**Exercise:** In the following listing, work out how many lines contain the string "bool", and state only that number.

**Exercise materials:**
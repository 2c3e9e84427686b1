use crate::{
    conversion,
    error::Error,
    space::{ChannelKind, ColorSpace},
};

/// Below this chroma (in each space's native units) a hue is powerless
const LCH_ACHROMATIC_THRESHOLD: f64 = 0.0015;
const OKLCH_ACHROMATIC_THRESHOLD: f64 = 0.000_004;
const PERCENT_EPSILON: f64 = 1e-5;

/// A single component of a color
#[derive(Clone, Copy, Debug, PartialEq)]
pub enum Channel {
    Number(f64),

    /// The `none` keyword, a missing component
    None,
}

impl Channel {
    #[inline]
    #[must_use]
    pub fn value(self) -> Option<f64> {
        match self {
            Self::Number(n) => Some(n),
            Self::None => None,
        }
    }

    /// Missing components behave like zero once a concrete color is needed
    #[inline]
    #[must_use]
    pub fn value_or_zero(self) -> f64 {
        self.value().unwrap_or(0.)
    }

    #[inline]
    #[must_use]
    pub fn is_none(self) -> bool {
        self == Self::None
    }

    #[must_use]
    pub fn map(self, f: impl FnOnce(f64) -> f64) -> Self {
        match self {
            Self::Number(n) => Self::Number(f(n)),
            Self::None => Self::None,
        }
    }

    /// Replace `NaN` with zero and clamp infinities to the largest finite values
    ///
    /// <https://drafts.csswg.org/css-values-4/#calc-ieee>
    #[must_use]
    pub fn to_finite(self) -> Self {
        self.map(|n| if n.is_nan() { 0. } else { n.clamp(f64::MIN, f64::MAX) })
    }
}

impl From<f64> for Channel {
    fn from(value: f64) -> Self {
        Self::Number(value)
    }
}

/// A resolved color: a space and three channels plus alpha.
///
/// Channels are stored in the native units of the space, see [ColorSpace].
#[derive(Clone, Copy, Debug, PartialEq)]
pub struct ColorTuple {
    pub space: ColorSpace,
    pub channels: [Channel; 3],
    pub alpha: Channel,
}

impl ColorTuple {
    #[must_use]
    pub const fn new(space: ColorSpace, [c1, c2, c3]: [f64; 3], alpha: f64) -> Self {
        Self {
            space,
            channels: [
                Channel::Number(c1),
                Channel::Number(c2),
                Channel::Number(c3),
            ],
            alpha: Channel::Number(alpha),
        }
    }

    /// The color used for invalid input in value-producing formats
    #[must_use]
    pub const fn transparent() -> Self {
        Self::new(ColorSpace::Rgb, [0.; 3], 0.)
    }

    /// The channel values, with missing channels replaced by zero
    #[must_use]
    pub fn values(&self) -> [f64; 3] {
        self.channels.map(Channel::value_or_zero)
    }

    /// Replace every missing component, including alpha, with zero
    #[must_use]
    pub fn to_concrete(&self) -> Self {
        Self::new(self.space, self.values(), self.alpha.value_or_zero())
    }

    /// Whether any of the three color channels (not alpha) is missing
    #[must_use]
    pub fn has_missing_channels(&self) -> bool {
        self.channels.iter().any(|channel| channel.is_none())
    }

    /// See [Channel::to_finite]
    #[must_use]
    pub fn to_finite(&self) -> Self {
        Self {
            space: self.space,
            channels: self.channels.map(Channel::to_finite),
            alpha: self.alpha.to_finite(),
        }
    }

    /// Convert the color to another space.
    ///
    /// Missing channels are treated as zero, unless the conversion is a plain rescaling
    /// between legacy `rgb` and `srgb`. Alpha is carried over unchanged.
    /// Conversions that overflow produce finite channels, see [Channel::to_finite].
    #[must_use]
    pub fn to_space(&self, space: ColorSpace) -> Self {
        if self.space == space {
            return *self;
        }

        let channels = match (self.space, space) {
            (ColorSpace::Rgb, ColorSpace::Srgb) => self.channels.map(|c| c.map(|c| c / 255.)),
            (ColorSpace::Srgb, ColorSpace::Rgb) => self.channels.map(|c| c.map(|c| c * 255.)),
            _ => conversion::convert(self.space, space, self.values()).map(Channel::Number),
        };

        Self {
            space,
            channels: channels.map(Channel::to_finite),
            alpha: self.alpha,
        }
    }

    /// Convert the color to an interpolation space.
    ///
    /// Missing channels are carried over to analogous channels of the new space and
    /// hues that became powerless through the conversion are marked as missing.
    ///
    /// <https://drafts.csswg.org/css-color-4/#interpolation-missing>
    #[must_use]
    pub fn to_space_for_interpolation(&self, space: ColorSpace) -> Self {
        if self.space == space {
            return *self;
        }

        let mut converted = self.to_space(space);
        let target_kinds = space.channel_kinds();

        for (channel, kind) in self.channels.iter().zip(self.space.channel_kinds()) {
            if !channel.is_none() || kind == ChannelKind::Other {
                continue;
            }

            if let Some(index) = target_kinds.iter().position(|target| *target == kind) {
                converted.channels[index] = Channel::None;
            }
        }

        if let Some(hue_index) = space.hue_index() {
            if converted.is_achromatic() {
                converted.channels[hue_index] = Channel::None;
            }
        }

        converted
    }

    /// Whether the hue of a polar color carries no information
    #[must_use]
    pub fn is_achromatic(&self) -> bool {
        let [_, c2, c3] = self.channels;
        match self.space {
            ColorSpace::Hsl => {
                let saturation = c2.value_or_zero();
                let lightness = c3.value_or_zero();
                saturation.abs() < PERCENT_EPSILON
                    || lightness.abs() < PERCENT_EPSILON
                    || (lightness - 100.).abs() < PERCENT_EPSILON
            },
            ColorSpace::Hwb => c2.value_or_zero() + c3.value_or_zero() >= 100. - PERCENT_EPSILON,
            ColorSpace::Lch => c2.value_or_zero() < LCH_ACHROMATIC_THRESHOLD,
            ColorSpace::Oklch => c2.value_or_zero() < OKLCH_ACHROMATIC_THRESHOLD,
            _ => false,
        }
    }

    /// Build a color from textual components: three channels and an optional alpha.
    ///
    /// Every component must be a number or `none`, alpha must lie between 0 and 1.
    pub fn from_components<S: AsRef<str>>(
        space: ColorSpace,
        components: &[S],
    ) -> Result<Self, Error> {
        if !matches!(components.len(), 3 | 4) {
            return Err(Error::UnexpectedArrayLength(components.len()));
        }

        let parse = |component: &str| -> Result<Channel, Error> {
            let component = component.trim();
            if component.eq_ignore_ascii_case("none") {
                return Ok(Channel::None);
            }

            match component.parse::<f64>() {
                Ok(value) if value.is_finite() => Ok(Channel::Number(value)),
                _ => Err(Error::NotANumber(component.to_string())),
            }
        };

        let mut channels = [Channel::None; 3];
        for (channel, component) in channels.iter_mut().zip(components) {
            *channel = parse(component.as_ref())?;
        }

        let alpha = match components.get(3) {
            Some(component) => {
                let alpha = parse(component.as_ref())?;
                if alpha.value().is_some_and(|alpha| !(0. ..=1.).contains(&alpha)) {
                    return Err(Error::OutOfRange(
                        component.as_ref().trim().to_string(),
                        0.,
                        1.,
                    ));
                }
                alpha
            },
            None => Channel::Number(1.),
        };

        Ok(Self {
            space,
            channels,
            alpha,
        })
    }
}

#[cfg(test)]
mod tests {
    use super::{Channel, ColorTuple};
    use crate::{error::Error, space::ColorSpace};

    #[test]
    fn rescaling_keeps_missing_channels() {
        let color = ColorTuple {
            space: ColorSpace::Rgb,
            channels: [Channel::Number(51.), Channel::None, Channel::Number(255.)],
            alpha: Channel::None,
        };
        let srgb = color.to_space(ColorSpace::Srgb);
        assert_eq!(
            srgb.channels,
            [Channel::Number(0.2), Channel::None, Channel::Number(1.)]
        );
        assert_eq!(srgb.alpha, Channel::None);
    }

    #[test]
    fn missing_channels_become_zero() {
        let color = ColorTuple {
            space: ColorSpace::Hwb,
            channels: [Channel::None; 3],
            alpha: Channel::None,
        };
        assert_eq!(
            color.to_space(ColorSpace::Rgb).to_concrete(),
            ColorTuple::new(ColorSpace::Rgb, [255., 0., 0.], 0.)
        );
    }

    #[test]
    fn analogous_channels_are_carried_over() {
        let color = ColorTuple {
            space: ColorSpace::Lch,
            channels: [Channel::None, Channel::Number(40.), Channel::Number(120.)],
            alpha: Channel::Number(1.),
        };
        let oklch = color.to_space_for_interpolation(ColorSpace::Oklch);
        assert!(oklch.channels[0].is_none());
        assert!(!oklch.channels[1].is_none());

        let hsl = color.to_space_for_interpolation(ColorSpace::Hsl);
        assert!(hsl.channels[2].is_none());
    }

    #[test]
    fn powerless_hue_is_missing() {
        let gray = ColorTuple::new(ColorSpace::Rgb, [128., 128., 128.], 1.);
        let hsl = gray.to_space_for_interpolation(ColorSpace::Hsl);
        assert!(hsl.channels[0].is_none());

        let lch = gray.to_space_for_interpolation(ColorSpace::Lch);
        assert!(lch.channels[2].is_none());
    }

    #[test]
    fn overflowing_conversions_stay_finite() {
        assert_eq!(Channel::Number(f64::NAN).to_finite(), Channel::Number(0.));
        assert_eq!(
            Channel::Number(f64::NEG_INFINITY).to_finite(),
            Channel::Number(f64::MIN)
        );
        assert_eq!(Channel::None.to_finite(), Channel::None);

        let color = ColorTuple::new(ColorSpace::Lab, [50., f64::MAX, 0.], 1.);
        let srgb = color.to_space(ColorSpace::Srgb);
        assert!(srgb.values().iter().all(|value| value.is_finite()));

        let rgb = ColorTuple::new(ColorSpace::Srgb, [f64::MAX, 0., 0.], 1.);
        assert_eq!(rgb.to_space(ColorSpace::Rgb).values()[0], f64::MAX);
    }

    #[test]
    fn components() {
        assert_eq!(
            ColorTuple::from_components(ColorSpace::Srgb, &["1", "0.5", "none", "0.5"]),
            Ok(ColorTuple {
                space: ColorSpace::Srgb,
                channels: [Channel::Number(1.), Channel::Number(0.5), Channel::None],
                alpha: Channel::Number(0.5),
            })
        );
        assert_eq!(
            ColorTuple::from_components(ColorSpace::Srgb, &["1", "0"]),
            Err(Error::UnexpectedArrayLength(2))
        );
        assert_eq!(
            ColorTuple::from_components(ColorSpace::Srgb, &["1", "foo", "0"]),
            Err(Error::NotANumber("foo".to_string()))
        );
        assert_eq!(
            ColorTuple::from_components(ColorSpace::Srgb, &["1", "0", "0", "2"]),
            Err(Error::OutOfRange("2".to_string(), 0., 1.))
        );
    }
}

**Response to the exercise:** 3